Бархатная кибитка — страница 93 из 103

До свидания.

Ваш

г-н Кегель-Пепперштейн.

18 июля 1983 года

Глава сорок девятаяПрощание с Брежневым

Новый, 1983 год мы (то есть папа, Милена и я) встречали на вилле бывшего министра Галушки. Этот человек, наделенный аппетитной фамилией, служил министром иностранных дел в правительстве Дубчека. То есть в правительстве Пражской весны, решившемся на смелый эксперимент – осуществление проекта «социализма с человеческим лицом». После того как танки государств Варшавского блока в 1968 году положили конец этому эксперименту, все правительство Дубчека было отправлено в отставку. Их исключили из компартии и полностью отстранили не только от власти, но и от какой-либо политической деятельности. Тем не менее поступили с ними по советским меркам достаточно мягко: не только не расстреляли и не посадили, но даже министерские виллы оставили. На том новогоднем празднике присутствовало несколько человек из того свергнутого правительства. Все это были пожилые люди, достаточно бодрые, остроумные и даже отчасти веселые. Хотя их тотально отстранили от дел, да и чехословацкие спецслужбы следили за ними неусыпно, но они, по-видимому, не особо впадали в депрессию на своих виллах. Во всяком случае, вида не показывали. По складу своего мышления они оставались политиками до мозга костей, пристально следили за всеми политическими событиями в мире и оживленно их обсуждали. На вилле экс-министра имелся личный кинозал. В качестве новогоднего десерта Галушка смонтировал и показал своим гостям документальный фильм о событиях уходящего 1982 года. Документальные съемки сопровождались закадровыми комментариями самого экс-министра, опытного дипломата и политического аналитика. Кстати, отлично смонтированный и весьма занимательный фильм – часа на полтора, не меньше. Помню, я с увлечением взирал на экран, сидя в глубоком кресле в этом темном приватном кинозале и потягивая новогоднее шампанское. Ни до, ни после этого я никогда не встречал новые года в столь политизированном контексте. Итак, что мы увидели тогда, на том экране? Какие события взволновали мир в 1982 году?

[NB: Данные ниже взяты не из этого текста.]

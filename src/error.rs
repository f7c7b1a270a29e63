//! Error handling module
//!
//! Centralized error types and HTTP response conversion.

use axum::http::StatusCode;
use axum::response::{IntoResponse, Response};
use axum::Json;
use serde::Serialize;

use crate::domain::DomainError;

/// Application-wide Result type
pub type AppResult<T> = Result<T, AppError>;

/// Application error types
#[derive(Debug, thiserror::Error)]
pub enum AppError {
    // Client errors (4xx)
    #[error("Invalid request: {0}")]
    InvalidRequest(String),

    #[error("user not found: {0}")]
    UserNotFound(String),

    // Domain errors, including store failures (5xx)
    #[error(transparent)]
    Domain(#[from] DomainError),
}

/// Error response body
#[derive(Debug, Serialize)]
pub struct ErrorResponse {
    pub error: String,
    pub code: String,
    #[serde(skip_serializing_if = "Option::is_none")]
    pub details: Option<String>,
}

impl AppError {
    /// Status code and machine-readable code for this error
    pub fn status_and_code(&self) -> (StatusCode, &'static str) {
        match self {
            AppError::InvalidRequest(_) => (StatusCode::BAD_REQUEST, "INVALID_REQUEST"),
            AppError::UserNotFound(_) => (StatusCode::NOT_FOUND, "USER_NOT_FOUND"),
            AppError::Domain(err) => match err {
                DomainError::InvalidAmount(_) => (StatusCode::BAD_REQUEST, "INVALID_AMOUNT"),
                DomainError::InvalidState(_) => (StatusCode::BAD_REQUEST, "INVALID_STATE"),
                DomainError::InvalidSource(_) => {
                    (StatusCode::BAD_REQUEST, "INVALID_SOURCE_TYPE")
                }
                DomainError::InsufficientBalance { .. } => {
                    (StatusCode::BAD_REQUEST, "INSUFFICIENT_BALANCE")
                }
                DomainError::DuplicateKeyOwnerMismatch { .. } => {
                    (StatusCode::CONFLICT, "DUPLICATE_TRANSACTION")
                }
                DomainError::AccountNotFound(_) => (StatusCode::NOT_FOUND, "USER_NOT_FOUND"),
                DomainError::RecordNotFound(_) => {
                    (StatusCode::NOT_FOUND, "TRANSACTION_NOT_FOUND")
                }
                DomainError::Store(_) => {
                    (StatusCode::INTERNAL_SERVER_ERROR, "INTERNAL_SERVER_ERROR")
                }
            },
        }
    }
}

impl IntoResponse for AppError {
    fn into_response(self) -> Response {
        let (status, code) = self.status_and_code();

        let (error, details) = match &self {
            AppError::InvalidRequest(msg) => ("Invalid request".to_string(), Some(msg.clone())),
            AppError::UserNotFound(_) => (self.to_string(), None),
            AppError::Domain(DomainError::Store(e)) => {
                tracing::error!(error = %e, "Store error");
                ("Internal server error".to_string(), None)
            }
            AppError::Domain(err) => (err.to_string(), None),
        };

        let body = ErrorResponse {
            error,
            code: code.to_string(),
            details,
        };

        (status, Json(body)).into_response()
    }
}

Главным событием того года, безусловно, стала смерть Брежнева. Я прекрасно помню тот ясный пражский день, 10 октября 1982 года, когда новость эта прозвучала. Меня сразу же отправили с архаическим жбаном в пивную к «Чешскому льву». И горьким чешским пивком помянули мы Леонида Ильича. Папа с Миленой обрадовались этому печальному известию: Брежнева они не любили, и смерть его пробуждала в них надежду (впрочем, достаточно зыбкую) на возможные политические перемены. А я? Я, конечно, радовался вместе с ними, я счастлив был видеть их ликующие лица, но в глубине души мне было грустно.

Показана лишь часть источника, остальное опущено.